Differential role of the Mu B protein in phage Mu integration vs. replication: mechanistic insights into two transposition pathways

The Mu B protein is an ATP‐dependent DNA‐binding protein and an allosteric activator of the Mu transposase. As a result of these activities, Mu B is instrumental in efficient transposition and target‐site choice. We analysed in vivo the role of Mu B in the two different recombination reactions performed by phage Mu: non‐replicative transposition, the pathway used during integration, and replicative transposition, the pathway used during lytic growth. Utilizing a sensitive PCR‐based assay for Mu transposition, we found that Mu B is not required for integration, but enhances the rate and extent of the process. Furthermore, three different mutant versions of Mu B, Mu B C99Y , Mu B K106A , and Mu B 1−294 , stimulate integration to a similar level as the wild‐type protein.
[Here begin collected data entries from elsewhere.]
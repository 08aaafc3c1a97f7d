//! # Loaded Items
//!
//! [`Item`] is the value type of a loaded instance graph. Scalars and
//! sequences mirror the decoded value; every mapping becomes an [`AttrMap`];
//! positions declared with a typed class hold that class's instance.
//!
//! Converting a `serde_json::Value` into an `Item` is the recursive wrapping
//! step: there is no variant for a plain mapping.

use serde::ser::{Serialize, SerializeSeq, Serializer};
use serde_json::{Number, Value};

use classy_core::{ClassyError, ValueKind};

use crate::attrmap::AttrMap;
use crate::instance::{ClassyArray, ClassyObject, Instance};

/// A node of a loaded instance graph.
#[derive(Debug, Clone, PartialEq)]
pub enum Item {
    /// `null`, or an absent value.
    Null,
    /// A boolean.
    Bool(bool),
    /// A number, integer or float.
    Number(Number),
    /// A string.
    String(String),
    /// A sequence with no class of its own.
    List(Vec<Item>),
    /// A mapping with no class of its own.
    Map(AttrMap),
    /// An instance of an object-shaped class.
    Object(ClassyObject),
    /// An instance of an array-shaped class.
    Array(ClassyArray),
}

impl Item {
    /// The base shape of this item.
    pub fn kind(&self) -> ValueKind {
        match self {
            Self::Null => ValueKind::Null,
            Self::Bool(_) => ValueKind::Bool,
            Self::Number(n) if n.is_i64() || n.is_u64() => ValueKind::Integer,
            Self::Number(_) => ValueKind::Float,
            Self::String(_) => ValueKind::String,
            Self::List(_) | Self::Array(_) => ValueKind::Sequence,
            Self::Map(_) | Self::Object(_) => ValueKind::Mapping,
        }
    }

    pub fn is_null(&self) -> bool {
        matches!(self, Self::Null)
    }

    pub fn as_bool(&self) -> Option<bool> {
        match self {
            Self::Bool(b) => Some(*b),
            _ => None,
        }
    }

    pub fn as_i64(&self) -> Option<i64> {
        match self {
            Self::Number(n) => n.as_i64(),
            _ => None,
        }
    }

    pub fn as_u64(&self) -> Option<u64> {
        match self {
            Self::Number(n) => n.as_u64(),
            _ => None,
        }
    }

    pub fn as_f64(&self) -> Option<f64> {
        match self {
            Self::Number(n) => n.as_f64(),
            _ => None,
        }
    }

    pub fn as_str(&self) -> Option<&str> {
        match self {
            Self::String(s) => Some(s),
            _ => None,
        }
    }

    /// The mapping behind a plain map or an object instance.
    pub fn as_map(&self) -> Option<&AttrMap> {
        match self {
            Self::Map(map) => Some(map),
            Self::Object(obj) => Some(obj.fields()),
            _ => None,
        }
    }

    /// Mutable variant of [`as_map`](Item::as_map).
    pub fn as_map_mut(&mut self) -> Option<&mut AttrMap> {
        match self {
            Self::Map(map) => Some(map),
            Self::Object(obj) => Some(obj.fields_mut()),
            _ => None,
        }
    }

    /// The elements behind a plain list or an array instance.
    pub fn as_list(&self) -> Option<&[Item]> {
        match self {
            Self::List(items) => Some(items),
            Self::Array(arr) => Some(arr.items()),
            _ => None,
        }
    }

    pub fn as_object(&self) -> Option<&ClassyObject> {
        match self {
            Self::Object(obj) => Some(obj),
            _ => None,
        }
    }

    pub fn as_array(&self) -> Option<&ClassyArray> {
        match self {
            Self::Array(arr) => Some(arr),
            _ => None,
        }
    }

    /// Look up `key` in a mapping item.
    ///
    /// # Errors
    ///
    /// `TypeMismatch` if this item is not a mapping; `MissingKey` if the key
    /// is absent.
    pub fn attr(&self, key: &str) -> Result<&Item, ClassyError> {
        self.as_map()
            .ok_or_else(|| ClassyError::TypeMismatch {
                expected: "object".to_string(),
                actual: self.kind(),
            })?
            .attr(key)
    }

    /// Look up position `index` in a sequence item.
    ///
    /// # Errors
    ///
    /// `TypeMismatch` if this item is not a sequence; `IndexOutOfRange` past
    /// the end.
    pub fn at(&self, index: usize) -> Result<&Item, ClassyError> {
        let items = self.as_list().ok_or_else(|| ClassyError::TypeMismatch {
            expected: "array".to_string(),
            actual: self.kind(),
        })?;
        items.get(index).ok_or(ClassyError::IndexOutOfRange {
            index,
            len: items.len(),
        })
    }

    /// Look up `key` without failing.
    pub fn get(&self, key: &str) -> Option<&Item> {
        self.as_map().and_then(|map| map.get(key))
    }

    /// Convert back to a plain JSON value. Class metadata is dropped.
    pub fn to_value(&self) -> Value {
        match self {
            Self::Null => Value::Null,
            Self::Bool(b) => Value::Bool(*b),
            Self::Number(n) => Value::Number(n.clone()),
            Self::String(s) => Value::String(s.clone()),
            Self::List(items) => Value::Array(items.iter().map(Item::to_value).collect()),
            Self::Array(arr) => arr.to_value(),
            Self::Map(map) => map.to_value(),
            Self::Object(obj) => obj.to_value(),
        }
    }
}

impl From<Value> for Item {
    fn from(value: Value) -> Self {
        match value {
            Value::Null => Self::Null,
            Value::Bool(b) => Self::Bool(b),
            Value::Number(n) => Self::Number(n),
            Value::String(s) => Self::String(s),
            Value::Array(items) => Self::List(items.into_iter().map(Item::from).collect()),
            Value::Object(map) => Self::Map(AttrMap::from(map)),
        }
    }
}

impl From<AttrMap> for Item {
    fn from(map: AttrMap) -> Self {
        Self::Map(map)
    }
}

impl From<Vec<Item>> for Item {
    fn from(items: Vec<Item>) -> Self {
        Self::List(items)
    }
}

impl From<Instance> for Item {
    fn from(instance: Instance) -> Self {
        match instance {
            Instance::Object(obj) => Self::Object(obj),
            Instance::Array(arr) => Self::Array(arr),
        }
    }
}

impl From<ClassyObject> for Item {
    fn from(obj: ClassyObject) -> Self {
        Self::Object(obj)
    }
}

impl From<ClassyArray> for Item {
    fn from(arr: ClassyArray) -> Self {
        Self::Array(arr)
    }
}

impl From<bool> for Item {
    fn from(b: bool) -> Self {
        Self::Bool(b)
    }
}

impl From<i32> for Item {
    fn from(n: i32) -> Self {
        Self::Number(Number::from(n))
    }
}

impl From<i64> for Item {
    fn from(n: i64) -> Self {
        Self::Number(Number::from(n))
    }
}

impl From<u64> for Item {
    fn from(n: u64) -> Self {
        Self::Number(Number::from(n))
    }
}

/// Non-finite floats have no JSON form and become `Null`.
impl From<f64> for Item {
    fn from(f: f64) -> Self {
        Number::from_f64(f).map_or(Self::Null, Self::Number)
    }
}

impl From<&str> for Item {
    fn from(s: &str) -> Self {
        Self::String(s.to_string())
    }
}

impl From<String> for Item {
    fn from(s: String) -> Self {
        Self::String(s)
    }
}

impl PartialEq<Value> for Item {
    fn eq(&self, other: &Value) -> bool {
        self.to_value() == *other
    }
}

impl Serialize for Item {
    fn serialize<S: Serializer>(&self, serializer: S) -> Result<S::Ok, S::Error> {
        match self {
            Self::Null => serializer.serialize_unit(),
            Self::Bool(b) => serializer.serialize_bool(*b),
            Self::Number(n) => n.serialize(serializer),
            Self::String(s) => serializer.serialize_str(s),
            Self::List(items) => serialize_items(items, serializer),
            Self::Array(arr) => serialize_items(arr.items(), serializer),
            Self::Map(map) => map.serialize(serializer),
            Self::Object(obj) => obj.fields().serialize(serializer),
        }
    }
}

pub(crate) fn serialize_items<S: Serializer>(
    items: &[Item],
    serializer: S,
) -> Result<S::Ok, S::Error> {
    let mut seq = serializer.serialize_seq(Some(items.len()))?;
    for item in items {
        seq.serialize_element(item)?;
    }
    seq.end()
}

#[cfg(test)]
mod tests {
    use super::*;
    use serde_json::json;

    #[test]
    fn test_from_value_wraps_mappings_inside_sequences() {
        let item = Item::from(json!([{"a": [{"b": true}]}]));
        let inner = item.at(0).unwrap().attr("a").unwrap().at(0).unwrap();
        assert!(matches!(inner, Item::Map(_)));
        assert_eq!(inner.attr("b").unwrap().as_bool(), Some(true));
    }

    #[test]
    fn test_to_value_roundtrip() {
        let value = json!({"k1": "foo", "k2": [1, 2.5, null, {"x": false}]});
        assert_eq!(Item::from(value.clone()).to_value(), value);
    }

    #[test]
    fn test_kind() {
        assert_eq!(Item::from(json!(1)).kind(), ValueKind::Integer);
        assert_eq!(Item::from(json!(1.5)).kind(), ValueKind::Float);
        assert_eq!(Item::from(json!({})).kind(), ValueKind::Mapping);
        assert_eq!(Item::from(json!([])).kind(), ValueKind::Sequence);
    }

    #[test]
    fn test_attr_on_non_mapping_is_type_mismatch() {
        let err = Item::from(json!([1])).attr("a").unwrap_err();
        assert!(matches!(
            err,
            ClassyError::TypeMismatch { actual: ValueKind::Sequence, .. }
        ));
    }

    #[test]
    fn test_at_out_of_range() {
        let err = Item::from(json!([1, 2])).at(5).unwrap_err();
        assert!(matches!(err, ClassyError::IndexOutOfRange { index: 5, len: 2 }));
    }

    #[test]
    fn test_non_finite_float_is_null() {
        assert!(Item::from(f64::NAN).is_null());
        assert_eq!(Item::from(2.5).as_f64(), Some(2.5));
    }

    #[test]
    fn test_serialize_matches_to_value() {
        let item = Item::from(json!({"a": [1, {"b": "c"}], "d": null}));
        let serialized = serde_json::to_value(&item).unwrap();
        assert_eq!(serialized, item.to_value());
    }

    #[test]
    fn test_get_is_lenient() {
        let item = Item::from(json!({"a": 1}));
        assert!(item.get("a").is_some());
        assert!(item.get("b").is_none());
        assert!(Item::from(json!(3)).get("a").is_none());
    }
}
In contrast, these mutant proteins fail to support Mu growth. This deficiency is attributable to a defect in formation of an essential intermediate for replicative transposition. Biochemical analysis of the Mu B mutant proteins reveals common features: the mutants retain the ability to stimulate transposase, but are defective in DNA binding and target DNA delivery. These data indicate that activation of transposase by Mu B is sufficient for robust non‐replicative transposition. Efficient replicative transposition, however, demands that the Mu B protein not only activate transposase, but also bind and deliver the target DNA.